Вы следите за мыслью? Способность уберечь себя от негативного влияния притворных чувств может, в свою очередь, быть использована как орудие против реальных чувств. Человек может защитить собственный обман, обвинив кого-то другого в ложных мотивах – например, сказав, что человек, который проявляет огорчение, дружелюбие, благодарность, раскаяние и т. д., на самом деле не испытывает этих чувств. Неудивительно, что Триверс первым выдвинул предположение, что увеличение объема человеческого мозга стимулировалось когнитивной гонкой вооружений, разжигаемой чувствами, необходимыми для управления взаимным альтруизмом.
* * *
Теорию взаимного альтруизма, как и теорию семейного отбора, обвиняют в том, что она рисует – более того, даже оправдывает – весьма мрачную картину человеческих мотивов.
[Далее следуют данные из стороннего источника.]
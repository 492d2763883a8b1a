//! Common error types used across the workspace.
//!
//! Each layer defines its own typed errors and converts them into
//! [`FieldHubError`] through `From` impls, so `?` works across port
//! boundaries.

/// Top-level error shared by the domain, the application layer and the
/// port traits.
#[derive(Debug, thiserror::Error)]
pub enum FieldHubError {
    #[error("validation error")]
    Validation(#[from] ValidationError),

    #[error("not found")]
    NotFound(#[from] NotFoundError),

    /// A persistence adapter failed.
    #[error("storage error")]
    Storage(#[source] Box<dyn std::error::Error + Send + Sync>),

    /// A messaging or device-control transport failed.
    #[error("transport error")]
    Transport(#[source] Box<dyn std::error::Error + Send + Sync>),
}

impl FieldHubError {
    /// Render the error with its full source chain, for audit records.
    #[must_use]
    pub fn describe(&self) -> String {
        let mut text = self.to_string();
        let mut source = std::error::Error::source(self);
        while let Some(err) = source {
            text.push_str(": ");
            text.push_str(&err.to_string());
            source = err.source();
        }
        text
    }
}

/// Invariant violations detected on domain types.
#[derive(Debug, Clone, PartialEq, Eq, thiserror::Error)]
pub enum ValidationError {
    #[error("name must not be empty")]
    EmptyName,

    #[error("unknown trigger type")]
    UnknownTrigger,

    #[error("unknown action type")]
    UnknownAction,

    #[error("invalid time of day `{0}`, expected HH:MM")]
    InvalidTimeOfDay(String),

    #[error("invalid weekday {0}, expected 0 (Monday) to 6 (Sunday)")]
    InvalidWeekday(u8),

    #[error("power level {0} is out of range 0..=100")]
    PowerLevelOutOfRange(u8),

    #[error("device has no external identifier")]
    MissingExternalId,

    #[error("power control not supported by this device")]
    PowerControlUnsupported,

    #[error("no device linked to rule")]
    NoLinkedDevice,

    #[error("invalid identifier `{0}`")]
    InvalidId(String),
}

/// A lookup by identifier found nothing.
#[derive(Debug, Clone, PartialEq, Eq, thiserror::Error)]
#[error("{entity} `{id}` not found")]
pub struct NotFoundError {
    pub entity: &'static str,
    pub id: String,
}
Неужели сочувствие – это всего лишь дешевый способ приобрести благодарность? Неужели любезность – это всего лишь тактика деловых отношений? Вовсе нет. О притворных чувствах можно думать сколь угодно плохо. Однако причина, по которой мы ощущаем реальные чувства – не в том, что испытывающий их рассчитывает, что они ему помогут, а в том, что когда-то они действительно помогали предкам испытывающего их человека. И дело не только в том, что не следует, как говорится, наказывать детей за вину отцов; может быть, и сами отцы ни в чем не виноваты. Первые мутантные особи, испытавшие сочувствие и благодарность, возможно, достигли процветания не в результате хитрого расчета, а потому что благодаря этим чувствам их соседей стало привлекать сотрудничество с ними.
Сами эти чувства, возможно, были искренними и добрыми в каждом поколении; более того, когда сформировались детекторы притворных чувств, наиболее эффективными стали именно добрые и искренние чувства. Конечно, в метафорическом смысле гены поступили эгоистично, наделив людей благодетельными чувствами, но разве могут быть моральные ценности у дезоксирибонуклеиновой кислоты?
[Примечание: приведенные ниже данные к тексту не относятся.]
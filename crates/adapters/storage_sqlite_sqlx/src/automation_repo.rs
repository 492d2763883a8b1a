//! `SQLite` implementation of [`AutomationRepository`].
//!
//! The rule tree is stored as one JSON column. Rows written before a trigger
//! or action type was retired still decode, into the `Unknown` variants.
//! Rows that do not decode at all are left out of the active listings with a
//! warning, so one hand-edited rule cannot stall every other rule.

use std::str::FromStr;

use sqlx::sqlite::SqliteRow;
use sqlx::{FromRow, Row, SqlitePool};

use fieldhub_app::ports::AutomationRepository;
use fieldhub_domain::automation::{AutomationRule, AutomationRunRecord, RuleSet, RunStatus};
use fieldhub_domain::error::FieldHubError;
use fieldhub_domain::id::{AssetId, AutomationId, DeviceId, OrganizationId, RunRecordId};
use fieldhub_domain::time::Timestamp;

use crate::error::{StorageError, decode_error};
use crate::timestamp;

struct Wrapper(AutomationRule);

impl Wrapper {
    fn maybe(value: Option<Self>) -> Option<AutomationRule> {
        value.map(|w| w.0)
    }

    fn decodable(rows: &[SqliteRow]) -> Vec<AutomationRule> {
        rows.iter()
            .filter_map(|row| match Self::from_row(row) {
                Ok(wrapper) => Some(wrapper.0),
                Err(err) => {
                    let id: Option<String> = row.try_get("id").ok();
                    tracing::warn!(rule_id = ?id, %err, "skipping undecodable automation rule");
                    None
                }
            })
            .collect()
    }
}

impl<'r> FromRow<'r, SqliteRow> for Wrapper {
    fn from_row(row: &'r SqliteRow) -> Result<Self, sqlx::Error> {
        let id: String = row.try_get("id")?;
        let organization_id: String = row.try_get("organization_id")?;
        let asset_id: Option<String> = row.try_get("asset_id")?;
        let device_id: Option<String> = row.try_get("device_id")?;
        let rules_json: String = row.try_get("rules")?;
        let last_triggered_at: Option<String> = row.try_get("last_triggered_at")?;
        let trigger_count: i64 = row.try_get("trigger_count")?;

        let rules: RuleSet = serde_json::from_str(&rules_json).map_err(decode_error)?;

        Ok(Self(AutomationRule {
            id: AutomationId::from_str(&id).map_err(decode_error)?,
            organization_id: OrganizationId::from_str(&organization_id).map_err(decode_error)?,
            name: row.try_get("name")?,
            asset_id: asset_id
                .as_deref()
                .map(AssetId::from_str)
                .transpose()
                .map_err(decode_error)?,
            device_id: device_id
                .as_deref()
                .map(DeviceId::from_str)
                .transpose()
                .map_err(decode_error)?,
            is_active: row.try_get("is_active")?,
            priority: row.try_get("priority")?,
            rules,
            last_triggered_at: timestamp::decode_opt(last_triggered_at)?,
            trigger_count: u32::try_from(trigger_count).map_err(decode_error)?,
        }))
    }
}

struct RunWrapper(AutomationRunRecord);

#[derive(Debug, thiserror::Error)]
#[error("unknown run status `{0}`")]
struct UnknownStatus(String);

impl<'r> FromRow<'r, SqliteRow> for RunWrapper {
    fn from_row(row: &'r SqliteRow) -> Result<Self, sqlx::Error> {
        let id: String = row.try_get("id")?;
        let rule_id: String = row.try_get("automation_id")?;
        let organization_id: String = row.try_get("organization_id")?;
        let recorded_at: String = row.try_get("recorded_at")?;
        let status: String = row.try_get("status")?;

        Ok(Self(AutomationRunRecord {
            id: RunRecordId::from_str(&id).map_err(decode_error)?,
            rule_id: AutomationId::from_str(&rule_id).map_err(decode_error)?,
            organization_id: OrganizationId::from_str(&organization_id).map_err(decode_error)?,
            recorded_at: timestamp::decode(&recorded_at)?,
            action_taken: row.try_get("action_taken")?,
            reason: row.try_get("reason")?,
            status: RunStatus::from_tag(&status)
                .ok_or_else(|| decode_error(UnknownStatus(status.clone())))?,
            error: row.try_get("error")?,
        }))
    }
}

const INSERT: &str = r"
    INSERT INTO automations
        (id, organization_id, name, asset_id, device_id, is_active, priority,
         rules, last_triggered_at, trigger_count)
    VALUES (?, ?, ?, ?, ?, ?, ?, ?, ?, ?)
";
const SELECT_ACTIVE: &str =
    "SELECT * FROM automations WHERE is_active = 1 ORDER BY priority, name";
const SELECT_ACTIVE_BY_ORGANIZATION: &str = r"
    SELECT * FROM automations
    WHERE is_active = 1 AND organization_id = ?
    ORDER BY priority, name
";
const RECORD_TRIGGER: &str = r"
    UPDATE automations
    SET trigger_count = trigger_count + 1, last_triggered_at = ?
    WHERE id = ?
";
const INSERT_RUN: &str = r"
    INSERT INTO automation_runs
        (id, automation_id, organization_id, recorded_at, action_taken, reason, status, error)
    VALUES (?, ?, ?, ?, ?, ?, ?, ?)
";
const SELECT_RUNS: &str = r"
    SELECT * FROM automation_runs
    WHERE automation_id = ?
    ORDER BY recorded_at DESC, rowid DESC
    LIMIT ?
";

/// `SQLite`-backed automation repository.
pub struct SqliteAutomationRepository {
    pool: SqlitePool,
}

impl SqliteAutomationRepository {
    /// Create a new repository backed by the given connection pool.
    #[must_use]
    pub fn new(pool: SqlitePool) -> Self {
        Self { pool }
    }
}

impl AutomationRepository for SqliteAutomationRepository {
    async fn create(&self, rule: AutomationRule) -> Result<AutomationRule, FieldHubError> {
        rule.validate()?;
        let rules_json = serde_json::to_string(&rule.rules).map_err(StorageError::from)?;

        sqlx::query(INSERT)
            .bind(rule.id.to_string())
            .bind(rule.organization_id.to_string())
            .bind(&rule.name)
            .bind(rule.asset_id.map(|id| id.to_string()))
            .bind(rule.device_id.map(|id| id.to_string()))
            .bind(rule.is_active)
            .bind(rule.priority)
            .bind(&rules_json)
            .bind(rule.last_triggered_at.map(timestamp::encode))
            .bind(i64::from(rule.trigger_count))
            .execute(&self.pool)
            .await
            .map_err(StorageError::from)?;

        Ok(rule)
    }

    async fn get_by_id(&self, id: AutomationId) -> Result<Option<AutomationRule>, FieldHubError> {
        let row: Option<Wrapper> = sqlx::query_as("SELECT * FROM automations WHERE id = ?")
            .bind(id.to_string())
            .fetch_optional(&self.pool)
            .await
            .map_err(StorageError::from)?;
        Ok(Wrapper::maybe(row))
    }

    async fn list_active(&self) -> Result<Vec<AutomationRule>, FieldHubError> {
        let rows = sqlx::query(SELECT_ACTIVE)
            .fetch_all(&self.pool)
            .await
            .map_err(StorageError::from)?;
        Ok(Wrapper::decodable(&rows))
    }

    async fn list_active_by_organization(
        &self,
        organization_id: OrganizationId,
    ) -> Result<Vec<AutomationRule>, FieldHubError> {
        let rows = sqlx::query(SELECT_ACTIVE_BY_ORGANIZATION)
            .bind(organization_id.to_string())
            .fetch_all(&self.pool)
            .await
            .map_err(StorageError::from)?;
        Ok(Wrapper::decodable(&rows))
    }

    async fn record_trigger(&self, id: AutomationId, at: Timestamp) -> Result<(), FieldHubError> {
        sqlx::query(RECORD_TRIGGER)
            .bind(timestamp::encode(at))
            .bind(id.to_string())
            .execute(&self.pool)
            .await
            .map_err(StorageError::from)?;
        Ok(())
    }

    async fn append_run(&self, record: AutomationRunRecord) -> Result<(), FieldHubError> {
        sqlx::query(INSERT_RUN)
            .bind(record.id.to_string())
            .bind(record.rule_id.to_string())
            .bind(record.organization_id.to_string())
            .bind(timestamp::encode(record.recorded_at))
            .bind(&record.action_taken)
            .bind(&record.reason)
            .bind(record.status.as_str())
            .bind(&record.error)
            .execute(&self.pool)
            .await
            .map_err(StorageError::from)?;
        Ok(())
    }

    async fn list_runs(
        &self,
        rule_id: AutomationId,
        limit: usize,
    ) -> Result<Vec<AutomationRunRecord>, FieldHubError> {
        let rows: Vec<RunWrapper> = sqlx::query_as(SELECT_RUNS)
            .bind(rule_id.to_string())
            .bind(i64::try_from(limit).unwrap_or(i64::MAX))
            .fetch_all(&self.pool)
            .await
            .map_err(StorageError::from)?;
        Ok(rows.into_iter().map(|w| w.0).collect())
    }
}

#[cfg(test)]
mod tests {
    use chrono::{TimeDelta, TimeZone, Utc};
    use fieldhub_domain::automation::{Action, Condition, ExpectedState, Operator, Trigger};

    use super::*;
    use crate::pool::memory_pool;

    async fn setup() -> SqliteAutomationRepository {
        SqliteAutomationRepository::new(memory_pool().await)
    }

    fn rule(org: OrganizationId, name: &str, priority: i32) -> AutomationRule {
        AutomationRule::builder()
            .organization_id(org)
            .name(name)
            .priority(priority)
            .trigger(Trigger::Price {
                operator: Operator::Lt,
                value: 2.0,
            })
            .condition(Condition::DeviceState {
                state: ExpectedState::Online,
            })
            .action(Action::TurnOn)
            .build()
            .unwrap()
    }

    fn run(rule: &AutomationRule, at: Timestamp, status: RunStatus) -> AutomationRunRecord {
        AutomationRunRecord {
            id: RunRecordId::new(),
            rule_id: rule.id,
            organization_id: rule.organization_id,
            recorded_at: at,
            action_taken: "turn_on".to_string(),
            reason: "Price 1.50 TRY/kWh < 2".to_string(),
            status,
            error: None,
        }
    }

    #[tokio::test]
    async fn should_round_trip_rule_tree() {
        let repo = setup().await;
        let created = rule(OrganizationId::new(), "Cheap power", 100);
        let id = created.id;
        repo.create(created.clone()).await.unwrap();

        let fetched = repo.get_by_id(id).await.unwrap().unwrap();

        assert_eq!(fetched, created);
    }

    #[tokio::test]
    async fn should_decode_unknown_types_from_legacy_rows() {
        let repo = setup().await;
        let id = AutomationId::new();
        sqlx::query(
            "INSERT INTO automations (id, organization_id, name, rules) VALUES (?, ?, 'Legacy', ?)",
        )
        .bind(id.to_string())
        .bind(OrganizationId::new().to_string())
        .bind(concat!(
            r#"{"trigger":{"type":"weather"},"#,
            r#""conditions":[{"type":"moon_phase"}],"#,
            r#""action":{"type":"email"}}"#,
        ))
        .execute(&repo.pool)
        .await
        .unwrap();

        let fetched = repo.get_by_id(id).await.unwrap().unwrap();

        assert_eq!(fetched.rules.trigger, Trigger::Unknown);
        assert_eq!(fetched.rules.conditions, vec![Condition::Unknown]);
        assert_eq!(fetched.rules.action, Action::Unknown);
    }

    #[tokio::test]
    async fn should_skip_malformed_rows_when_listing_active_rules() {
        let repo = setup().await;
        let org = OrganizationId::new();
        let good = rule(org, "Cheap power", 100);
        repo.create(good.clone()).await.unwrap();
        for rules in [
            r#"{"trigger":{"type":"price","value":"2.0"},"action":{"type":"notify"}}"#,
            r#"{"trigger":{"type":"price","operator":"~"},"action":{"type":"notify"}}"#,
            r#"{"trigger":{"type":"always"},"action":{"type":"set_power","value":300}}"#,
            "{",
        ] {
            sqlx::query(
                "INSERT INTO automations (id, organization_id, name, rules) VALUES (?, ?, 'X', ?)",
            )
            .bind(AutomationId::new().to_string())
            .bind(org.to_string())
            .bind(rules)
            .execute(&repo.pool)
            .await
            .unwrap();
        }

        let active = repo.list_active().await.unwrap();
        let by_org = repo.list_active_by_organization(org).await.unwrap();

        assert_eq!(active, vec![good.clone()]);
        assert_eq!(by_org, vec![good]);
    }

    #[tokio::test]
    async fn should_list_active_rules_by_priority_then_name() {
        let repo = setup().await;
        let org = OrganizationId::new();
        repo.create(rule(org, "Zeta", 10)).await.unwrap();
        repo.create(rule(org, "Alpha", 50)).await.unwrap();
        repo.create(rule(org, "Beta", 10)).await.unwrap();
        let mut paused = rule(org, "Paused", 1);
        paused.is_active = false;
        repo.create(paused).await.unwrap();
        repo.create(rule(OrganizationId::new(), "Elsewhere", 1)).await.unwrap();

        let names: Vec<_> = repo
            .list_active_by_organization(org)
            .await
            .unwrap()
            .into_iter()
            .map(|r| r.name)
            .collect();

        assert_eq!(names, vec!["Beta", "Zeta", "Alpha"]);
        assert_eq!(repo.list_active().await.unwrap().len(), 4);
    }

    #[tokio::test]
    async fn should_increment_trigger_count_in_place() {
        let repo = setup().await;
        let created = rule(OrganizationId::new(), "Counter", 100);
        let id = created.id;
        repo.create(created).await.unwrap();
        let at = Utc.with_ymd_and_hms(2026, 3, 2, 9, 0, 0).unwrap();

        repo.record_trigger(id, at).await.unwrap();
        repo.record_trigger(id, at + TimeDelta::minutes(1)).await.unwrap();

        let fetched = repo.get_by_id(id).await.unwrap().unwrap();
        assert_eq!(fetched.trigger_count, 2);
        assert_eq!(fetched.last_triggered_at, Some(at + TimeDelta::minutes(1)));
    }

    #[tokio::test]
    async fn should_list_runs_newest_first_with_limit() {
        let repo = setup().await;
        let created = rule(OrganizationId::new(), "Audited", 100);
        repo.create(created.clone()).await.unwrap();
        let start = Utc.with_ymd_and_hms(2026, 3, 2, 9, 0, 0).unwrap();
        repo.append_run(run(&created, start, RunStatus::Success)).await.unwrap();
        let mut failed = run(&created, start + TimeDelta::minutes(1), RunStatus::Failed);
        failed.error = Some("transport error: broker unavailable".to_string());
        repo.append_run(failed).await.unwrap();
        repo.append_run(run(&created, start + TimeDelta::minutes(2), RunStatus::Skipped))
            .await
            .unwrap();

        let runs = repo.list_runs(created.id, 2).await.unwrap();

        assert_eq!(runs.len(), 2);
        assert_eq!(runs[0].status, RunStatus::Skipped);
        assert_eq!(runs[1].status, RunStatus::Failed);
        assert_eq!(
            runs[1].error.as_deref(),
            Some("transport error: broker unavailable")
        );
    }

    #[tokio::test]
    async fn should_reject_invalid_rule_on_create() {
        let repo = setup().await;
        let mut invalid = rule(OrganizationId::new(), "Broken", 100);
        invalid.rules.action = Action::SetPower { value: 150 };

        assert!(matches!(
            repo.create(invalid).await,
            Err(FieldHubError::Validation(_))
        ));
    }
}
Многие по-прежнему сопротивляются идее о том, что нравственные чувства созданы естественным отбором, чтобы способствовать достижению долгосрочных интересов отдельных особей и, в конечном итоге, интересов их генов. Разве было бы не лучше для всех, если бы мы были созданы, чтобы получать удовольствие от того, что лучше для нашей биологической группы? Предприятия не загрязняли бы окружающую среду, профсоюзы общественных служб не устраивали бы забастовки, граждане начали бы отправлять на переработку бутылки и ездить на общественном транспорте, а эти надоедливые подростки не портили бы тихий воскресный день своими гидроциклами.